I'm trying to use one host to upload content to another via FTP.

The "I won't open a connection to 172.xxx.xxx.xxx (only to 54.xxx.xxx.xxx)" is not even relevant because I am not connecting to that host. That's the IP address to the server that is hosting the script. But not to the server that is being accessed via FTP.

$conn_id = ftp_connect('50.xxx.xxx.xxx');
ftp_pasv($conn_id, true);

$login_result = ftp_login($conn_id, 'user', 'pass');

$file = "http://example.com/filelocation.swf";

if (ftp_put($conn_id, "test.swf", $file, FTP_BINARY)) {
    echo 'File Uploaded'; 
} 
else {
    echo 'Problem with uploading'; 
}

ftp_put() I won't open a connection to 172.xxx.xxx.xxx (only to 54.xxx.xxx.xxx)
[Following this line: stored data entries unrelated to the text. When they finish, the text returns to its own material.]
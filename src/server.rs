//! Protocol dispatcher
//!
//! Reads self-delimited JSON records from a byte stream, one request at a
//! time, and writes one compact JSON response line per record:
//!
//! ```text
//! → {"id": 1, "tool": "consult_advisor", "params": {"metric": "security", "score": 42}}
//! ← {"id": 1, "result": {...}}
//! ← {"id": 2, "error": {"code": "UnknownTool", "message": "Unknown tool: bogus"}}
//! ```
//!
//! Every engine or decode failure becomes an error response and the loop
//! keeps going. Only stream I/O errors end `run` early.
//!
//! Buffered input is capped at [`MAX_RECORD_BYTES`]. A record or line past
//! the cap is answered as malformed and skipped through the end of its line.

use crate::engine::WisdomEngine;
use crate::error::{Result, WisdomError};
use crate::mcp::ToolCall;
use anyhow::Context;
use serde::Deserialize;
use serde_json::{json, Value};
use std::sync::Arc;
use tokio::io::{AsyncBufRead, AsyncBufReadExt, AsyncReadExt, AsyncWrite, AsyncWriteExt, BufReader};

/// Largest record the reader will buffer (1 MiB)
pub const MAX_RECORD_BYTES: usize = 1024 * 1024;

/// One decoded unit of input
#[derive(Debug, Clone, PartialEq)]
pub enum Record {
    Value(Value),
    Malformed(String),
}

/// Splits a byte stream into JSON values, which may span lines or share one.
///
/// An incomplete record is re-parsed from its start each time another line
/// arrives, so the work per record grows with its line count times its size.
/// The byte limit bounds both.
pub struct RecordReader<R> {
    reader: R,
    buf: Vec<u8>,
    limit: usize,
    /// The last read stopped before a newline
    mid_line: bool,
}

impl<R: AsyncBufRead + Unpin> RecordReader<R> {
    pub fn new(reader: R) -> Self {
        Self::with_limit(reader, MAX_RECORD_BYTES)
    }

    pub fn with_limit(reader: R, limit: usize) -> Self {
        Self {
            reader,
            buf: Vec::new(),
            limit,
            mid_line: false,
        }
    }

    /// Next record, or `None` at a clean end of stream
    pub async fn next_record(&mut self) -> anyhow::Result<Option<Record>> {
        loop {
            if let Some(record) = self.take_buffered() {
                if matches!(record, Record::Malformed(_)) {
                    self.skip_rest_of_line().await?;
                }
                return Ok(Some(record));
            }

            if self.buf.len() > self.limit {
                self.buf.clear();
                self.skip_rest_of_line().await?;
                return Ok(Some(Record::Malformed(format!(
                    "record exceeds {} bytes",
                    self.limit
                ))));
            }

            // one byte past the limit is enough to tell it was exceeded
            let room = (self.limit + 1 - self.buf.len()) as u64;
            let read = (&mut self.reader)
                .take(room)
                .read_until(b'\n', &mut self.buf)
                .await
                .context("Failed to read request stream")?;
            self.mid_line = read > 0 && self.buf.last() != Some(&b'\n');
            if read == 0 {
                if self.buf.iter().all(u8::is_ascii_whitespace) {
                    return Ok(None);
                }
                self.buf.clear();
                return Ok(Some(Record::Malformed(
                    "truncated record at end of stream".to_string(),
                )));
            }
        }
    }

    /// Drop unread input through the next newline without buffering it
    async fn skip_rest_of_line(&mut self) -> anyhow::Result<()> {
        while self.mid_line {
            let (used, done) = {
                let chunk = self
                    .reader
                    .fill_buf()
                    .await
                    .context("Failed to read request stream")?;
                match chunk.iter().position(|&b| b == b'\n') {
                    Some(i) => (i + 1, true),
                    None => (chunk.len(), chunk.is_empty()),
                }
            };
            self.reader.consume(used);
            self.mid_line = !done;
        }
        Ok(())
    }

    /// Pull one complete value off the buffer if there is one.
    ///
    /// The buffer ends at a newline, the end of stream, or the byte limit,
    /// and anything before the last line was a valid prefix. So a syntax
    /// error lies on the last line, and dropping the buffer (plus the unread
    /// rest of that line) resyncs at the next newline.
    fn take_buffered(&mut self) -> Option<Record> {
        let (next, consumed) = {
            let mut values = serde_json::Deserializer::from_slice(&self.buf).into_iter::<Value>();
            let next = values.next();
            (next, values.byte_offset())
        };

        match next {
            None => {
                self.buf.clear();
                None
            }
            Some(Ok(value)) => {
                self.buf.drain(..consumed);
                Some(Record::Value(value))
            }
            Some(Err(e)) if e.is_eof() => None,
            Some(Err(e)) => {
                self.buf.clear();
                Some(Record::Malformed(e.to_string()))
            }
        }
    }
}

#[derive(Deserialize)]
struct Envelope {
    tool: String,
    #[serde(default)]
    params: Value,
}

fn error_response(id: Value, err: &WisdomError) -> Value {
    json!({
        "id": id,
        "error": {
            "code": err.code(),
            "message": err.to_string(),
        }
    })
}

async fn write_response<W: AsyncWrite + Unpin>(writer: &mut W, response: &Value) -> anyhow::Result<()> {
    let mut line = serde_json::to_vec(response)?;
    line.push(b'\n');
    writer
        .write_all(&line)
        .await
        .context("Failed to write response")?;
    writer.flush().await.context("Failed to flush response")?;
    Ok(())
}

/// Sequential request loop over one engine
pub struct WisdomServer {
    engine: Arc<WisdomEngine>,
}

impl WisdomServer {
    pub fn new(engine: Arc<WisdomEngine>) -> Self {
        Self { engine }
    }

    /// Serve until end of stream
    pub async fn run<R, W>(&self, reader: R, mut writer: W) -> anyhow::Result<()>
    where
        R: AsyncBufRead + Unpin,
        W: AsyncWrite + Unpin,
    {
        let mut records = RecordReader::new(reader);
        let mut handled: u64 = 0;

        while let Some(record) = records.next_record().await? {
            let response = match record {
                Record::Value(request) => self.handle(request),
                Record::Malformed(reason) => {
                    tracing::warn!(%reason, "Discarding malformed record");
                    error_response(Value::Null, &WisdomError::ProtocolDecode(reason))
                }
            };
            write_response(&mut writer, &response).await?;
            handled += 1;
        }

        tracing::info!(requests = handled, "Request stream closed");
        Ok(())
    }

    /// Serve on the process's stdin and stdout
    pub async fn serve_stdio(&self) -> anyhow::Result<()> {
        let stdin = BufReader::new(tokio::io::stdin());
        let stdout = tokio::io::stdout();
        tracing::info!("Serving wisdom on stdio");
        self.run(stdin, stdout).await
    }

    /// Build the response for one decoded request
    pub fn handle(&self, request: Value) -> Value {
        let id = request.get("id").cloned().unwrap_or(Value::Null);
        match self.dispatch(request) {
            Ok(result) => json!({ "id": id, "result": result }),
            Err(err) => {
                tracing::debug!(code = err.code(), error = %err, "Tool call failed");
                error_response(id, &err)
            }
        }
    }

    fn dispatch(&self, request: Value) -> Result<Value> {
        let envelope: Envelope = serde_json::from_value(request)
            .map_err(|e| WisdomError::ProtocolDecode(e.to_string()))?;
        let call = ToolCall::parse(&envelope.tool, envelope.params)?;
        tracing::debug!(tool = call.name(), "Dispatching tool call");
        call.execute(&self.engine)
    }
}
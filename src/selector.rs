//! Deterministic daily quote selection
//!
//! The same `(source, level, date)` always yields the same quote, across
//! calls and across restarts, with no stored state. The date is a parameter;
//! nothing in here reads the clock.

use crate::aeon::AeonLevel;
use crate::catalog::Source;
use crate::types::Quote;
use chrono::NaiveDate;
use sha2::{Digest, Sha256};

/// Bumped only if the key layout or digest ever changes
pub const SELECTION_HASH_VERSION: &str = "v1";

/// Stable, non-secret hash of the selection key: the first 8 bytes of
/// SHA-256 over `v1|source|level|YYYY-MM-DD`, big endian.
pub fn stable_hash(source_id: &str, level: AeonLevel, date: NaiveDate) -> u64 {
    let key = format!(
        "{}|{}|{}|{}",
        SELECTION_HASH_VERSION,
        source_id,
        level.as_str(),
        date.format("%Y-%m-%d")
    );
    let digest = Sha256::digest(key.as_bytes());
    let mut head = [0u8; 8];
    head.copy_from_slice(&digest[..8]);
    u64::from_be_bytes(head)
}

/// Pick the quote of the day for `source` at `level`.
///
/// Empty buckets fall back per [`Source::bucket_for`]; the index is hashed
/// into whichever bucket results.
pub fn select(source: &Source, level: AeonLevel, date: NaiveDate) -> Quote {
    let bucket = source.bucket_for(level);
    if bucket.is_empty() {
        return Quote::silence();
    }
    let index = (stable_hash(&source.id, level, date) % bucket.len() as u64) as usize;
    bucket[index].clone()
}

#[cfg(test)]
mod tests {
    use super::*;
    use crate::catalog::WisdomCatalog;
    use crate::types::Language;

    fn date(y: i32, m: u32, d: u32) -> NaiveDate {
        NaiveDate::from_ymd_opt(y, m, d).unwrap()
    }

    #[test]
    fn test_same_day_same_quote() {
        let catalog = WisdomCatalog::built_in();
        let source = catalog.get_source("stoic").unwrap();
        let day = date(2026, 10, 19);
        let first = select(source, AeonLevel::MiddleAeons, day);
        for _ in 0..100 {
            assert_eq!(select(source, AeonLevel::MiddleAeons, day), first);
        }
    }

    #[test]
    fn test_quote_comes_from_requested_bucket() {
        let catalog = WisdomCatalog::built_in();
        let source = catalog.get_source("bofh").unwrap();
        let day = date(2026, 1, 1);
        let quote = select(source, AeonLevel::Treasury, day);
        assert!(source.quotes_at(AeonLevel::Treasury).contains(&quote));
    }

    #[test]
    fn test_day_rollover_never_errors_and_varies() {
        let catalog = WisdomCatalog::built_in();
        let source = catalog.get_source("bofh").unwrap();
        let start = date(2026, 1, 1);
        let mut distinct = std::collections::HashSet::new();
        for offset in 0..60 {
            let day = start + chrono::Days::new(offset);
            let quote = select(source, AeonLevel::Chaos, day);
            distinct.insert(quote.text);
        }
        // three quotes in the chaos bucket; sixty days should touch more than one
        assert!(distinct.len() > 1);
    }

    #[test]
    fn test_stable_hash_is_pinned() {
        let day = date(2026, 10, 19);
        let a = stable_hash("tao", AeonLevel::Chaos, day);
        assert_eq!(a, stable_hash("tao", AeonLevel::Chaos, day));
        assert_ne!(a, stable_hash("tao", AeonLevel::Treasury, day));
        assert_ne!(a, stable_hash("stoic", AeonLevel::Chaos, day));
    }

    #[test]
    fn test_select_applies_fallback() {
        let mut source = Source::new("top", "Top", "⛰️", Language::Default);
        source.push_quote(AeonLevel::Treasury, "Summit one.", "Top", "Breathe.");
        source.push_quote(AeonLevel::Treasury, "Summit two.", "Top", "Look around.");
        let quote = select(&source, AeonLevel::Chaos, date(2026, 5, 5));
        assert!(source.quotes_at(AeonLevel::Treasury).contains(&quote));
    }

    #[test]
    fn test_select_empty_source_is_silence() {
        let source = Source::new("void", "Void", "", Language::Default);
        assert_eq!(select(&source, AeonLevel::Chaos, date(2026, 5, 5)), Quote::silence());
    }
}
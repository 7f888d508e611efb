//! devwisdom MCP Server
//!
//! Trusted advisors for development workflows, over stdio.
//!
//! Run with: cargo run
//! Or via MCP: point your client at the `devwisdom` binary

use anyhow::Result;
use devwisdom::{mcp, Config, WisdomEngine, WisdomServer};
use std::sync::Arc;
use tracing_subscriber::EnvFilter;

const USAGE: &str = "\
devwisdom - trusted advisors for development workflows

USAGE:
    devwisdom              Serve tool calls on stdin/stdout
    devwisdom --tools      Print tool definitions as JSON
    devwisdom --sources    Print wisdom sources as JSON
    devwisdom --config     Print the resolved configuration
    devwisdom --help       Show this message

Logging goes to stderr; set RUST_LOG to adjust (default: info).";

#[tokio::main]
async fn main() -> Result<()> {
    let args: Vec<String> = std::env::args().collect();

    // stdout carries the protocol, so logs go to stderr
    let filter = EnvFilter::try_from_default_env().unwrap_or_else(|_| EnvFilter::new("info"));
    tracing_subscriber::fmt()
        .with_env_filter(filter)
        .with_target(false)
        .with_writer(std::io::stderr)
        .init();

    let config = Config::load()?;

    if let Some(flag) = args.get(1) {
        match flag.as_str() {
            "--tools" => {
                println!("{}", serde_json::to_string_pretty(&mcp::get_tools())?);
                return Ok(());
            }
            "--sources" => {
                let engine = WisdomEngine::new(config);
                engine.initialize()?;
                println!("{}", serde_json::to_string_pretty(&engine.list_sources()?)?);
                return Ok(());
            }
            "--config" => {
                println!("{}", serde_json::to_string_pretty(&config)?);
                return Ok(());
            }
            "--help" | "-h" => {
                println!("{USAGE}");
                return Ok(());
            }
            other => {
                eprintln!("Unknown argument: {other}\n\n{USAGE}");
                std::process::exit(2);
            }
        }
    }

    if config.disabled {
        tracing::info!("Wisdom disabled; tools will answer with {{\"disabled\": true}}");
    }

    let engine = Arc::new(WisdomEngine::new(config));
    engine.initialize()?;

    WisdomServer::new(engine).serve_stdio().await
}
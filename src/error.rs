//! Error taxonomy for the wisdom engine and its tool-call protocol

use thiserror::Error;

/// Result alias for engine operations
pub type Result<T> = std::result::Result<T, WisdomError>;

/// Errors surfaced to callers as `{id, error: {code, message}}`
#[derive(Error, Debug, Clone, PartialEq)]
pub enum WisdomError {
    #[error("Malformed request: {0}")]
    ProtocolDecode(String),

    #[error("Unknown tool: {0}")]
    UnknownTool(String),

    #[error("Invalid params for {tool}: {message}")]
    InvalidParams { tool: String, message: String },

    #[error("Wisdom engine not initialized")]
    EngineNotInitialized,

    #[error("Unknown source: {0}")]
    UnknownSource(String),

    #[error("No advisor for {kind}: {value}")]
    UnknownContext { kind: String, value: String },

    #[error("Invalid score {0}: must be a finite number between 0 and 100")]
    InvalidScore(f64),

    #[error("Invalid timestamp {value:?}: expected RFC 3339 or YYYY-MM-DD")]
    InvalidTimestamp { value: String },

    #[error("Engine lock poisoned")]
    LockPoisoned,

    #[error("Failed to encode result: {0}")]
    Encode(String),
}

impl WisdomError {
    /// Stable code written into protocol error responses
    pub fn code(&self) -> &'static str {
        match self {
            WisdomError::ProtocolDecode(_) => "ProtocolDecodeError",
            WisdomError::UnknownTool(_) => "UnknownTool",
            WisdomError::InvalidParams { .. } | WisdomError::InvalidTimestamp { .. } => {
                "InvalidParams"
            }
            WisdomError::EngineNotInitialized => "EngineNotInitialized",
            WisdomError::UnknownSource(_) => "UnknownSource",
            WisdomError::UnknownContext { .. } => "UnknownContext",
            WisdomError::InvalidScore(_) => "InvalidScore",
            WisdomError::LockPoisoned | WisdomError::Encode(_) => "Internal",
        }
    }
}
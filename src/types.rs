//! Core types for the devwisdom advisory engine
//!
//! Everything here is plain data: quotes, advisor descriptions, the audit
//! records written for each consultation, and the result payloads returned
//! over the tool-call protocol.

use crate::aeon::{AeonLevel, ConsultationMode};
use chrono::{DateTime, Utc};
use serde::{Deserialize, Serialize};
use std::fmt;

/// Language tag on a wisdom source
#[derive(Debug, Clone, Copy, Default, Serialize, Deserialize, PartialEq, Eq)]
#[serde(rename_all = "lowercase")]
pub enum Language {
    #[default]
    Default,
    Hebrew,
}

/// A single quotation, stamped with the source it came from
#[derive(Debug, Clone, Serialize, Deserialize, PartialEq, Eq)]
pub struct Quote {
    pub text: String,
    pub attribution: String,
    pub encouragement: String,
    pub source_name: String,
    pub source_icon: String,
}

impl Quote {
    /// Returned when a source has no quotes at all
    pub fn silence() -> Self {
        Self {
            text: "Silence is also wisdom.".to_string(),
            attribution: "Unknown".to_string(),
            encouragement: "Sometimes reflection is the answer.".to_string(),
            source_name: String::new(),
            source_icon: String::new(),
        }
    }

    /// Quote, attribution, and encouragement as one line
    pub fn narration(&self) -> String {
        format!("{} — {}. {}", self.text, self.attribution, self.encouragement)
    }
}

/// Why a persona fits a context. `advisor_id` names a catalog source.
#[derive(Debug, Clone, Serialize, Deserialize, PartialEq, Eq)]
pub struct AdvisorInfo {
    pub advisor_id: String,
    pub icon: Option<String>,
    pub rationale: String,
    #[serde(skip_serializing_if = "Option::is_none")]
    pub helps_with: Option<String>,
}

/// Which lookup table produced the advisor
#[derive(Debug, Clone, Copy, Serialize, Deserialize, PartialEq, Eq)]
#[serde(rename_all = "lowercase")]
pub enum ContextKind {
    Metric,
    Tool,
    Stage,
    None,
}

impl ContextKind {
    pub fn as_str(&self) -> &'static str {
        match self {
            ContextKind::Metric => "metric",
            ContextKind::Tool => "tool",
            ContextKind::Stage => "stage",
            ContextKind::None => "none",
        }
    }
}

impl fmt::Display for ContextKind {
    fn fmt(&self, f: &mut fmt::Formatter<'_>) -> fmt::Result {
        f.write_str(self.as_str())
    }
}

/// Immutable audit record of one resolved consultation
#[derive(Debug, Clone, Serialize, Deserialize, PartialEq)]
pub struct Consultation {
    /// 1-based insertion position in the log
    pub sequence: u64,
    pub id: String,
    pub timestamp: DateTime<Utc>,
    pub context_kind: ContextKind,
    #[serde(skip_serializing_if = "Option::is_none")]
    pub context_value: Option<String>,
    pub advisor: String,
    pub advisor_icon: String,
    pub rationale: String,
    pub score_at_time: f64,
    pub aeon_level: AeonLevel,
    pub consultation_mode: ConsultationMode,
    pub quote: Quote,
    /// Free text the caller supplied about what they were working on
    #[serde(skip_serializing_if = "Option::is_none")]
    pub context: Option<String>,
}

/// A consultation rendered for narration
#[derive(Debug, Clone, Serialize, Deserialize, PartialEq)]
pub struct Episode {
    pub sequence: u64,
    pub timestamp: DateTime<Utc>,
    pub title: String,
    pub narration: String,
    pub rationale: String,
    pub advisor: String,
}

impl Episode {
    pub fn from_consultation(consultation: &Consultation) -> Self {
        Self {
            sequence: consultation.sequence,
            timestamp: consultation.timestamp,
            title: format!(
                "{} {}",
                consultation.advisor,
                consultation.timestamp.format("%Y-%m-%d")
            ),
            narration: consultation.quote.narration(),
            rationale: consultation.rationale.clone(),
            advisor: consultation.advisor.clone(),
        }
    }
}

/// Source identity echoed back with quotes
#[derive(Debug, Clone, Serialize, Deserialize, PartialEq, Eq)]
pub struct SourceRef {
    pub id: String,
    pub name: String,
    pub icon: String,
}

/// Result of `consult_advisor` and the body of a daily briefing
#[derive(Debug, Clone, Serialize, Deserialize, PartialEq)]
pub struct ConsultResponse {
    pub consultation_id: String,
    pub quote: Quote,
    pub source: SourceRef,
    pub advisor: String,
    pub advisor_icon: String,
    pub rationale: String,
    #[serde(skip_serializing_if = "Option::is_none")]
    pub helps_with: Option<String>,
    pub aeon_level: AeonLevel,
    pub consultation_mode: ConsultationMode,
    pub mode_icon: String,
    pub mode_frequency: String,
    pub mode_description: String,
}

/// Unlogged advice for one weak metric in the daily briefing
#[derive(Debug, Clone, Serialize, Deserialize, PartialEq)]
pub struct MetricAdvice {
    pub metric: String,
    pub score: f64,
    pub aeon_level: AeonLevel,
    pub advisor: String,
    pub advisor_icon: String,
    pub rationale: String,
    #[serde(skip_serializing_if = "Option::is_none")]
    pub helps_with: Option<String>,
    pub quote: Quote,
    pub source: SourceRef,
}

/// Result of `get_daily_briefing`: the logged check-in plus advice for the
/// lowest-scoring metrics, weakest first
#[derive(Debug, Clone, Serialize, Deserialize, PartialEq)]
pub struct DailyBriefing {
    #[serde(flatten)]
    pub checkin: ConsultResponse,
    #[serde(default, skip_serializing_if = "Vec::is_empty")]
    pub focus: Vec<MetricAdvice>,
}

/// Result of `get_wisdom`
#[derive(Debug, Clone, Serialize, Deserialize, PartialEq)]
pub struct WisdomResponse {
    pub quote: Quote,
    pub source: SourceRef,
    pub aeon_level: AeonLevel,
}

/// Engine output for operations that short-circuit when wisdom is disabled
#[derive(Debug, Clone, PartialEq)]
pub enum Advice<T> {
    Given(T),
    Disabled,
}

impl<T> Advice<T> {
    pub fn given(self) -> Option<T> {
        match self {
            Advice::Given(value) => Some(value),
            Advice::Disabled => None,
        }
    }
}

/// Catalog entry listed by `list_sources`
#[derive(Debug, Clone, Serialize, Deserialize, PartialEq, Eq)]
pub struct SourceSummary {
    pub id: String,
    pub name: String,
    pub icon: String,
    pub language: Language,
    pub quote_count: usize,
    pub eligible: bool,
}

/// Result of `list_sources`
#[derive(Debug, Clone, Serialize, Deserialize, PartialEq, Eq)]
pub struct SourceListing {
    pub default_source: String,
    pub sources: Vec<SourceSummary>,
}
The IP addresses within this error, does not go to the server I am trying to connect to. The ftp_login connects and no issues. ( I don't even want it to make a connection to those IP addresses anyways, so why does it even think that?)

I can use ftp_mkdir to add a directory on the server. However, when I use ftp_put, it throws that error.

like image 605
tmarois Avatar asked Aug 04 '15 21:08

tmarois


1 Answers

The error message is actually very relevant.

It's Pure-FTPd error response to PORT command, when the client is asking the server to open a data connection to an IP address different to that of the client (as the server sees it). So it's a remote error message sent by the server, not a local error message produced by PHP.

The problem is typically caused by the client knowing only its local IP address, not the external IP address.


Now, the question is why PHP uses PORT, when you asked it to connect using passive mode (ftp_pasv).

It's clearly because you call ftp_pasv before even logging in.

So the server rejects the PASV call with:

530 You aren't logged in

Unfortunately the PHP does not propagate error messages from PASV call. And it silently falls back to the default active mode. You can tell the call failed by its return value (that you do not check).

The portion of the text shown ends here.